### What this task involves:
Read through the records. Copy each line that has the word "feature".

[Collected data entries]
◇ ◇ ◇ ◇ ◇

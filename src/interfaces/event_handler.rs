// ============================================================================
// Event Handler Interface
// Defines the contract for observing the realized P&L pipeline
// ============================================================================

use crate::domain::{RealizedMatch, UnmatchedSell};
use crate::ingest::Rejection;
use parking_lot::Mutex;

#[cfg(feature = "serde")]
use serde::Serialize;

/// Events emitted by the P&L engine
///
/// Ingest rejections come first. Each instrument then reports its matches
/// and unmatched remainders before its `InstrumentCompleted`.
#[derive(Debug, Clone, PartialEq)]
#[cfg_attr(feature = "serde", derive(Serialize))]
pub enum PnlEvent {
    /// Ingest dropped an order record
    RecordRejected { rejection: Rejection },

    /// SELL quantity resolved against an open lot
    MatchRealized { realized: RealizedMatch },

    /// SELL quantity with no open lot left to match
    SellRemainderUnmatched { unmatched: UnmatchedSell },

    /// All executions for an instrument have been matched
    InstrumentCompleted {
        instrument: String,
        matches: usize,
        open_quantity: u64,
        unmatched_sell_quantity: u64,
    },
}

/// Event handler trait for processing engine events
/// Implementations can handle logging, metrics, notifications, etc.
pub trait EventHandler: Send + Sync {
    /// Handle a single event
    fn on_event(&self, event: PnlEvent);

    /// Batch event handler (optional optimization)
    fn on_events(&self, events: Vec<PnlEvent>) {
        for event in events {
            self.on_event(event);
        }
    }
}

/// No-op event handler
pub struct NoOpEventHandler;

impl EventHandler for NoOpEventHandler {
    fn on_event(&self, _event: PnlEvent) {}
}

/// Logging event handler
pub struct LoggingEventHandler;

impl EventHandler for LoggingEventHandler {
    fn on_event(&self, event: PnlEvent) {
        match &event {
            PnlEvent::SellRemainderUnmatched { unmatched } => tracing::info!(
                instrument = %unmatched.instrument,
                quantity = unmatched.quantity,
                "sell quantity excluded from realized P&L"
            ),
            _ => tracing::debug!("P&L engine event: {:?}", event),
        }
    }
}

/// Buffers every event it receives, for tests and deferred reporting
#[derive(Default)]
pub struct RecordingEventHandler {
    events: Mutex<Vec<PnlEvent>>,
}

impl RecordingEventHandler {
    pub fn new() -> Self {
        Self::default()
    }

    /// Copy of the events received so far
    pub fn events(&self) -> Vec<PnlEvent> {
        self.events.lock().clone()
    }

    /// Drain the buffer
    pub fn take(&self) -> Vec<PnlEvent> {
        std::mem::take(&mut *self.events.lock())
    }

    pub fn len(&self) -> usize {
        self.events.lock().len()
    }

    pub fn is_empty(&self) -> bool {
        self.events.lock().is_empty()
    }
}

impl EventHandler for RecordingEventHandler {
    fn on_event(&self, event: PnlEvent) {
        self.events.lock().push(event);
    }

    fn on_events(&self, events: Vec<PnlEvent>) {
        self.events.lock().extend(events);
    }
}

◇ ◇ ◇ ◇ ◇

### Answer box:
#[cfg(feature = "serde")]
#[cfg_attr(feature = "serde", derive(Serialize))]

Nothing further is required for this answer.